◆ PROBLEM DESCRIPTION
Please transcribe exactly, and only, the lines of the data below between the line holding "perk.discounted(mouse.price())" and the line holding "args.iter()", inclusive.

(Beginning of GIVEN INFORMATION)

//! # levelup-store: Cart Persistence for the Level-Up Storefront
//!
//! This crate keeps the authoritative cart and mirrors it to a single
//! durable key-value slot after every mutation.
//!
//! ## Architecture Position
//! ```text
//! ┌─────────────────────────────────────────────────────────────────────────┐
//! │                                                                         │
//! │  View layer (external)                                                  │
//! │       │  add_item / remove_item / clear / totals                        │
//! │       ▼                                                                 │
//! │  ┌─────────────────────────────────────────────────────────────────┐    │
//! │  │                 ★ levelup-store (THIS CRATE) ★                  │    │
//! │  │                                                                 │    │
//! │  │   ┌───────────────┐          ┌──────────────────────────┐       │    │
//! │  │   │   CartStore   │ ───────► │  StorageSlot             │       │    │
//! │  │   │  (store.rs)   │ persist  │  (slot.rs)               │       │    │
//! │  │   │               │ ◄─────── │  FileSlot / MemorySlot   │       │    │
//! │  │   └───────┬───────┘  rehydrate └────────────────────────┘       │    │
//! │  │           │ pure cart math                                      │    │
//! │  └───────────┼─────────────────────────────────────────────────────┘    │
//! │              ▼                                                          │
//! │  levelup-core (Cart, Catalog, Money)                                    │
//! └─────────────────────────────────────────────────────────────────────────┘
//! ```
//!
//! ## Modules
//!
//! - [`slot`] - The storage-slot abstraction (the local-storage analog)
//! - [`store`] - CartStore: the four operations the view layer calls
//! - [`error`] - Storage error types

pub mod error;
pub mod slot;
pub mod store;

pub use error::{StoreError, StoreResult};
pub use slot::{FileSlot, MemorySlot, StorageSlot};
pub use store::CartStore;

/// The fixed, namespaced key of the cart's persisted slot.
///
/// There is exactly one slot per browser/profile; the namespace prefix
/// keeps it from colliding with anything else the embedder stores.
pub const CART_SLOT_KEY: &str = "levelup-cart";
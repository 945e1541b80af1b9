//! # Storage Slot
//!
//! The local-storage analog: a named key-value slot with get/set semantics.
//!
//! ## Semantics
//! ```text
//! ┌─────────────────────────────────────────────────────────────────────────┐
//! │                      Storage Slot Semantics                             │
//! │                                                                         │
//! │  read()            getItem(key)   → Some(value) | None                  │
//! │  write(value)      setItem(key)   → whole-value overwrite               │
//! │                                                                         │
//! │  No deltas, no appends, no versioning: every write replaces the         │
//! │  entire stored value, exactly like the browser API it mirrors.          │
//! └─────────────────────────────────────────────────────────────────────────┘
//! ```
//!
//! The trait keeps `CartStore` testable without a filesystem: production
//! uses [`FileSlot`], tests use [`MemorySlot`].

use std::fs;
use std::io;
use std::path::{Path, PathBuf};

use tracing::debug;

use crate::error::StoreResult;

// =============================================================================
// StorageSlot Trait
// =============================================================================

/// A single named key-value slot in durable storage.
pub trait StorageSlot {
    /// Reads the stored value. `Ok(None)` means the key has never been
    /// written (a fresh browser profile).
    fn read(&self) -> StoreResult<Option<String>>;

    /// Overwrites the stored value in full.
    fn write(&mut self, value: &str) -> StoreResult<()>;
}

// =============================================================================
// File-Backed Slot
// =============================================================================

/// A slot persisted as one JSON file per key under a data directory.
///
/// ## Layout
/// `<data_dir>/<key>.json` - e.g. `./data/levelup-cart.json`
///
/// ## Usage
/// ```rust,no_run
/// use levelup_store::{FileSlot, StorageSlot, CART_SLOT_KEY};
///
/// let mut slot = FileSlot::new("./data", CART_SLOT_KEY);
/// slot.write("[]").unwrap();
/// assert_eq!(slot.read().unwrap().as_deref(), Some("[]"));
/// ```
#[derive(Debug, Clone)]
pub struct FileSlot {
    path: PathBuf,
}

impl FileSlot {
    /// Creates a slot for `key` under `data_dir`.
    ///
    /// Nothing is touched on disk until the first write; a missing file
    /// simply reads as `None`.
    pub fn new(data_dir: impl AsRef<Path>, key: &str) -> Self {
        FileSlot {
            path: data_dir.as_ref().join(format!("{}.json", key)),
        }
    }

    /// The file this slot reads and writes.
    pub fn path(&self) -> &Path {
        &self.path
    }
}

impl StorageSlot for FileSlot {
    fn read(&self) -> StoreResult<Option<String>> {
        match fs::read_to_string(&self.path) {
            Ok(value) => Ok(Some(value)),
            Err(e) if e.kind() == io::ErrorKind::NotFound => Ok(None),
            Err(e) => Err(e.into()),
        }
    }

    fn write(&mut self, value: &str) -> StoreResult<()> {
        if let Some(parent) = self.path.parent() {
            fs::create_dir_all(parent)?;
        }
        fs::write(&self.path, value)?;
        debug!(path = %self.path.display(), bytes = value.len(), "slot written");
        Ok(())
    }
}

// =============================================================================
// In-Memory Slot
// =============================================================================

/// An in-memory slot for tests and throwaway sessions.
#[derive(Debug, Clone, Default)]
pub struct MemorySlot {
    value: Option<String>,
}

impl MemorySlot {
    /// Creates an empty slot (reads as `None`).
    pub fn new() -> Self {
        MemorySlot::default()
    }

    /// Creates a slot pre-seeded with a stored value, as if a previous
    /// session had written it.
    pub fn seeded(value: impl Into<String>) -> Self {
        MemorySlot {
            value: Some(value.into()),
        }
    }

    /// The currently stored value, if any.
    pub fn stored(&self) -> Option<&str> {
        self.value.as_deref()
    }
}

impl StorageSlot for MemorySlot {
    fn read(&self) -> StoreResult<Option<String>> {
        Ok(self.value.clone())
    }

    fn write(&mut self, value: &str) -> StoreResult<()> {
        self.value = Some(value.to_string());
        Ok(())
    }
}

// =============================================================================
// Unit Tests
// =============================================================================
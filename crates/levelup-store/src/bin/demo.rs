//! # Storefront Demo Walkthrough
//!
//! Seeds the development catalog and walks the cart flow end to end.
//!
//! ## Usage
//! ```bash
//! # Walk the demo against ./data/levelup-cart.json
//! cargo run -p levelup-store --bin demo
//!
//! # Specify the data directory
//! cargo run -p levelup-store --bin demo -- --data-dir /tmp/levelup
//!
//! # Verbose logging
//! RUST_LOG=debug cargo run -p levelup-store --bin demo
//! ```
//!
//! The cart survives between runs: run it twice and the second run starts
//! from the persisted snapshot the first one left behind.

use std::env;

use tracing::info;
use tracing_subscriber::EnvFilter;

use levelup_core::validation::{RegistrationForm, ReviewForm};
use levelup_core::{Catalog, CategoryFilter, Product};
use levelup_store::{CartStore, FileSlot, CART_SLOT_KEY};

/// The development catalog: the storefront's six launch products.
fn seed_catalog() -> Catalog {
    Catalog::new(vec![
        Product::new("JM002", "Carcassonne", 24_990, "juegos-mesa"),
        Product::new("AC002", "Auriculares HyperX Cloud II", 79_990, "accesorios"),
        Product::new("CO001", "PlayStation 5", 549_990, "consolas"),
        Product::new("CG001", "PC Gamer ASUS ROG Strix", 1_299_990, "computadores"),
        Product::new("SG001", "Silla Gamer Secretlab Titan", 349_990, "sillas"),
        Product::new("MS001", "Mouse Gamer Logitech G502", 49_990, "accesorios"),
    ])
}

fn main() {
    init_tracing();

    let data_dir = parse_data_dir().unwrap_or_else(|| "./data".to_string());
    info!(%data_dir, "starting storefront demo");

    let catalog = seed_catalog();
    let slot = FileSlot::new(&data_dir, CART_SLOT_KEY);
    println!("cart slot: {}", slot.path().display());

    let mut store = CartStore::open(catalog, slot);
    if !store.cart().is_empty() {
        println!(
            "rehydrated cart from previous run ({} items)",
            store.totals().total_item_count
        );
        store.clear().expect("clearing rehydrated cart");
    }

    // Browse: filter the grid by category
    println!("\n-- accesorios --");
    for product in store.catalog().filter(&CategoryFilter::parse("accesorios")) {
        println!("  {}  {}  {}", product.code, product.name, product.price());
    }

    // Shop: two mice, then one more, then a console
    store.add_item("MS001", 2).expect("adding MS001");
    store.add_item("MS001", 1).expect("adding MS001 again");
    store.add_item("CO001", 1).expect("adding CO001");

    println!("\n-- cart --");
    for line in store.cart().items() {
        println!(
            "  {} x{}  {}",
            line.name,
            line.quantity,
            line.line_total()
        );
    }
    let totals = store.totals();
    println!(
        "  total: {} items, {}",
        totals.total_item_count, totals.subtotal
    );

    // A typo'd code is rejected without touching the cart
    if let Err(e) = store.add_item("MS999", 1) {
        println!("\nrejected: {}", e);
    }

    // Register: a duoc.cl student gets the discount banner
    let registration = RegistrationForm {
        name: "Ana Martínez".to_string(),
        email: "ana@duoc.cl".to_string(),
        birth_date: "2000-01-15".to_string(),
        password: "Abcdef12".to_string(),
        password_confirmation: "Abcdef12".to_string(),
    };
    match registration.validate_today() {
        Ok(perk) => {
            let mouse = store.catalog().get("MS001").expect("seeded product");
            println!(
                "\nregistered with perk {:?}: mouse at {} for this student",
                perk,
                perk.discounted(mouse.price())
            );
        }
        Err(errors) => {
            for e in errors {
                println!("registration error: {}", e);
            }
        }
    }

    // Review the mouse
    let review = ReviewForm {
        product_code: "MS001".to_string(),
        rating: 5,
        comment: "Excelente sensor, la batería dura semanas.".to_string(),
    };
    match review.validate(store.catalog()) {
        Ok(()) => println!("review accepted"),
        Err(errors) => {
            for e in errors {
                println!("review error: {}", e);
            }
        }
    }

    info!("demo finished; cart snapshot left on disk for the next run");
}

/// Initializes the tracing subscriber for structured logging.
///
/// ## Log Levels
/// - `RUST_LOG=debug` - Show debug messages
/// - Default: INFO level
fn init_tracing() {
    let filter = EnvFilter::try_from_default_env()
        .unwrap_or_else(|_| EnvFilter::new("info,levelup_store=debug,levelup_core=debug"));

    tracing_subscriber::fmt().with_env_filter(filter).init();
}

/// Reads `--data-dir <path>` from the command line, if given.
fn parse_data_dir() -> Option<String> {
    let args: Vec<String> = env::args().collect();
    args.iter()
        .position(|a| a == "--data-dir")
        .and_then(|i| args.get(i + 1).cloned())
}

(End of GIVEN INFORMATION)

◆ RESPONSE TO THE TASK
                perk.discounted(mouse.price())
            );
        }
        Err(errors) => {
            for e in errors {
                println!("registration error: {}", e);
            }
        }
    }

    // Review the mouse
    let review = ReviewForm {
        product_code: "MS001".to_string(),
        rating: 5,
        comment: "Excelente sensor, la batería dura semanas.".to_string(),
    };
    match review.validate(store.catalog()) {
        Ok(()) => println!("review accepted"),
        Err(errors) => {
            for e in errors {
                println!("review error: {}", e);
            }
        }
    }

    info!("demo finished; cart snapshot left on disk for the next run");
}

/// Initializes the tracing subscriber for structured logging.
///
/// ## Log Levels
/// - `RUST_LOG=debug` - Show debug messages
/// - Default: INFO level
fn init_tracing() {
    let filter = EnvFilter::try_from_default_env()
        .unwrap_or_else(|_| EnvFilter::new("info,levelup_store=debug,levelup_core=debug"));

    tracing_subscriber::fmt().with_env_filter(filter).init();
}

/// Reads `--data-dir <path>` from the command line, if given.
fn parse_data_dir() -> Option<String> {
    let args: Vec<String> = env::args().collect();
    args.iter()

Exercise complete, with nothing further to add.